No era la primera vez que me hablaba de su ex. Cuando todavía estaban juntos y ella vino un par de veces a mi casa, me habló de él. El departamento donde vivían en Monserrat era de él y, si se separaban, ella iba a tener que empezar de cero con su casa. Me acuerdo de que en un acto simbólico le regalé el abrelatas que estaba sobre la mesa. Era abrelatas, destapador y sacacorchos. Me contó que lo tuvo en la cartera las semanas antes de separarse y cada vez que buscaba las llaves lo encontraba con la mano al fondo y lo sentía como una llave para abrir algo que todavía no conocía. Y finalmente lo que abrió no fue una vida conmigo, sino un trabajo nuevo, el alquiler de ese depto en Coghlan, su nueva etapa de mujer soltera de 27 años. Ella no quería estar en pareja. “Nos vemos cuando queremos”, me decía. Yo le puse los ganchos de la hamaca paraguaya en la terraza.

Por fin cerró la laptop, nos abrazamos y sonó el portero eléctrico.

“No voy a atender”, dijo, pero se levantó porque sonó su celular. Se le cambió la cara. Volvió a sonar el timbre de abajo. “¿Quién es?”, le pregunté. “Mi ex, pero no pasa nada, no te vistas, no va a subir.” Igual me vestí. Más timbrazos. Ella fue a la cocina y escuché que decía por el tubo del portero eléctrico: “¿Qué querés?” Reapareció y me dijo: “está subiendo”. “¿Tiene llave?” “No, alguien le abrió.” El veterinario descuartizador de caballos estaba subiendo. Agarré mis cosas. “Subite a la azotea –me dijo– si salís por acá te lo vas a cruzar.” “¿Vas a estar bien?”, le pregunté, y hasta ahí llegó mi valentía. Hice pie en la parrilla de la terraza y me trepé a la azotea.

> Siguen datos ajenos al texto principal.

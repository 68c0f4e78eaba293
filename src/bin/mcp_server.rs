//! Skirmish MCP Server
//!
//! Exposes the combat engine over the Model Context Protocol on stdio. Every
//! tool names its scene and actor explicitly, so one server can host many
//! fights at once. Logs go to stderr since stdout carries the protocol.

use std::borrow::Cow;
use std::future::Future;
use std::path::PathBuf;
use std::sync::Arc;

use rmcp::{
    handler::server::{router::tool::ToolRouter, wrapper::Parameters},
    model::{ErrorData as McpError, *},
    schemars, tool, tool_handler, tool_router, ServerHandler, ServiceExt,
};
use serde::Deserialize;
use skirmish::interface::render_outcome;
use skirmish::{ActionRequest, CombatEngine, CombatError, CombatantId, EngineConfig, Line, SceneId};
use tokio::io::{stdin, stdout};
use tracing_subscriber::EnvFilter;

#[derive(Clone)]
pub struct SkirmishService {
    tool_router: ToolRouter<SkirmishService>,
    engine: Arc<CombatEngine>,
}

// Tool request structures
#[derive(Debug, Deserialize, schemars::JsonSchema)]
pub struct StartCombatRequest {
    #[schemars(description = "Character id of the player starting the fight; their party joins them")]
    pub requester: String,
    #[schemars(description = "Encounter name to fight; a random encounter when omitted")]
    pub encounter: Option<String>,
}

#[derive(Debug, Deserialize, schemars::JsonSchema)]
pub struct SubmitActionRequest {
    #[schemars(description = "Scene id returned by start_combat")]
    pub scene_id: String,
    #[schemars(description = "Id of the acting combatant")]
    pub actor: String,
    #[schemars(description = "One of 'attack', 'move', 'ability', 'end_turn'")]
    pub action: String,
    #[schemars(description = "Ability name, required when action is 'ability'")]
    pub ability: Option<String>,
    #[schemars(description = "Target combatant id for attacks and targeted abilities")]
    pub target: Option<String>,
}

#[derive(Debug, Deserialize, schemars::JsonSchema)]
pub struct SceneRequest {
    #[schemars(description = "Scene id returned by start_combat")]
    pub scene_id: String,
}

#[derive(Debug, Deserialize, schemars::JsonSchema)]
pub struct SetFormationRequest {
    #[schemars(description = "Character id")]
    pub character_id: String,
    #[schemars(description = "'front' or 'back'")]
    pub line: String,
}

fn internal_error(context: &str, e: impl std::fmt::Display) -> McpError {
    McpError {
        code: ErrorCode(-32603),
        message: Cow::from(format!("{}: {}", context, e)),
        data: None,
    }
}

fn invalid_params(message: String) -> McpError {
    McpError {
        code: ErrorCode(-32602),
        message: Cow::from(message),
        data: None,
    }
}

fn combat_error(context: &str, e: CombatError) -> McpError {
    match e {
        CombatError::SceneNotFound(_) | CombatError::Data(_) => invalid_params(format!("{}: {}", context, e)),
        other => internal_error(context, other),
    }
}

fn build_request(request: &SubmitActionRequest) -> Result<ActionRequest, McpError> {
    let actor = request.actor.as_str();
    match request.action.trim().to_lowercase().as_str() {
        "attack" => match &request.target {
            Some(target) => Ok(ActionRequest::attack(actor, target.as_str())),
            None => Err(invalid_params("attack needs a target".to_string())),
        },
        "move" => Ok(ActionRequest::movement(actor)),
        "ability" => match &request.ability {
            Some(name) => Ok(ActionRequest::ability(
                actor,
                name,
                request.target.as_deref().map(CombatantId::from),
            )),
            None => Err(invalid_params("ability needs an ability name".to_string())),
        },
        "end_turn" | "end" => Ok(ActionRequest::end_turn(actor)),
        other => Err(invalid_params(format!("Unknown action '{}'", other))),
    }
}

#[tool_router]
impl SkirmishService {
    pub fn new(engine: CombatEngine) -> Self {
        Self {
            tool_router: Self::tool_router(),
            engine: Arc::new(engine),
        }
    }

    #[tool(description = "Start a fight for a character and their party. Returns the scene id and the opening battlefield")]
    async fn start_combat(
        &self,
        Parameters(request): Parameters<StartCombatRequest>,
    ) -> Result<CallToolResult, McpError> {
        let started = match &request.encounter {
            Some(name) => {
                let encounter = self
                    .engine
                    .catalog()
                    .encounter(name)
                    .map_err(|e| invalid_params(e.to_string()))?
                    .clone();
                self.engine.start_encounter(&request.requester, &encounter)
            }
            None => self.engine.start_combat(&request.requester),
        }
        .map_err(|e| combat_error("Error starting combat", e))?;

        let text = format!("Scene id: {}\n\n{}", started.scene_id, started.snapshot);
        Ok(CallToolResult::success(vec![Content::text(text)]))
    }

    #[tool(description = "Submit an action for the combatant whose turn it is")]
    async fn submit_action(
        &self,
        Parameters(request): Parameters<SubmitActionRequest>,
    ) -> Result<CallToolResult, McpError> {
        let action = build_request(&request)?;
        let outcome = self
            .engine
            .submit_action(&SceneId::new(request.scene_id), action)
            .map_err(|e| combat_error("Error submitting action", e))?;
        Ok(CallToolResult::success(vec![Content::text(render_outcome(&outcome))]))
    }

    #[tool(description = "Let enemy combatants take their turns until a player is up or the fight ends")]
    async fn advance_ai(
        &self,
        Parameters(request): Parameters<SceneRequest>,
    ) -> Result<CallToolResult, McpError> {
        let outcomes = self
            .engine
            .advance_ai(&SceneId::new(request.scene_id))
            .map_err(|e| combat_error("Error advancing enemies", e))?;
        let text = if outcomes.is_empty() {
            "No enemy is waiting to act.".to_string()
        } else {
            outcomes
                .iter()
                .map(render_outcome)
                .collect::<Vec<_>>()
                .join("\n")
        };
        Ok(CallToolResult::success(vec![Content::text(text)]))
    }

    #[tool(description = "Show the battlefield of an active fight")]
    async fn get_snapshot(
        &self,
        Parameters(request): Parameters<SceneRequest>,
    ) -> Result<CallToolResult, McpError> {
        let snapshot = self
            .engine
            .get_snapshot(&SceneId::new(request.scene_id))
            .map_err(|e| combat_error("Error reading scene", e))?;
        Ok(CallToolResult::success(vec![Content::text(snapshot.to_string())]))
    }

    #[tool(description = "Choose which line a character takes when their next fight starts")]
    async fn set_formation(
        &self,
        Parameters(request): Parameters<SetFormationRequest>,
    ) -> Result<CallToolResult, McpError> {
        let line: Line = request
            .line
            .parse()
            .map_err(|_| invalid_params(format!("Unknown line '{}'. Use 'front' or 'back'.", request.line)))?;
        self.engine
            .set_default_formation(&request.character_id, line)
            .map_err(|e| combat_error("Error setting formation", e))?;
        Ok(CallToolResult::success(vec![Content::text(format!(
            "{} will take the {}.",
            request.character_id, line
        ))]))
    }

    #[tool(description = "Abandon a fight. Survivors keep their wounds and earn nothing")]
    async fn abort_combat(
        &self,
        Parameters(request): Parameters<SceneRequest>,
    ) -> Result<CallToolResult, McpError> {
        let snapshot = self
            .engine
            .abort_scene(&SceneId::new(request.scene_id))
            .map_err(|e| combat_error("Error aborting combat", e))?;
        Ok(CallToolResult::success(vec![Content::text(snapshot.to_string())]))
    }
}

#[tool_handler]
impl ServerHandler for SkirmishService {}

#[tokio::main]
async fn main() -> Result<(), Box<dyn std::error::Error>> {
    let filter = EnvFilter::try_from_default_env().unwrap_or_else(|_| EnvFilter::new("skirmish=info"));
    tracing_subscriber::fmt()
        .with_env_filter(filter)
        .with_writer(std::io::stderr)
        .with_ansi(false)
        .init();

    let config_path = std::env::args()
        .nth(1)
        .map(PathBuf::from)
        .unwrap_or_else(|| PathBuf::from("skirmish.ron"));
    let config = EngineConfig::load(&config_path)?;
    let engine = CombatEngine::open(config)?;
    let report = engine.recover()?;
    if !report.corrupt.is_empty() {
        tracing::warn!(corrupt = report.corrupt.len(), "some stored scenes are corrupt and will be refused");
    }

    tracing::info!("Skirmish MCP server starting");
    let service = SkirmishService::new(engine);
    let transport = (stdin(), stdout());
    let server = service.serve(transport).await?;

    let quit_reason = server.waiting().await?;
    tracing::info!(?quit_reason, "Skirmish MCP server exiting");
    Ok(())
}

Arriba había dos tanques de agua y las cajas de cables. Me senté atrás de uno de los tanques. Se veía todo el cielo desde Coghlan hacia el norte. De vez en cuando, aparecía un avión y pasaba a mi derecha hacia Aeroparque. Recibí un mensaje de texto: “Lo traje al bar de la esquina estamos hablando después te abro”. Se fue haciendo de noche. De pronto se oyeron gritos por todos lados, un clamor que me asustó hasta que entendí que había sido un gol. Sonó como un gol atomosférico, fue increíble. Después me enteré de que había sido un gol de Boca. Desde entonces, me quedó una manía: cada vez que meten un gol en el Superclásico, le saco el volumen al televisor y escucho el gol que suena enorme en la ciudad. No me importa si es de River o es de Boca. Lo que me importa es volver a estar por un instante ahí arriba, escondido en la azotea de su casa.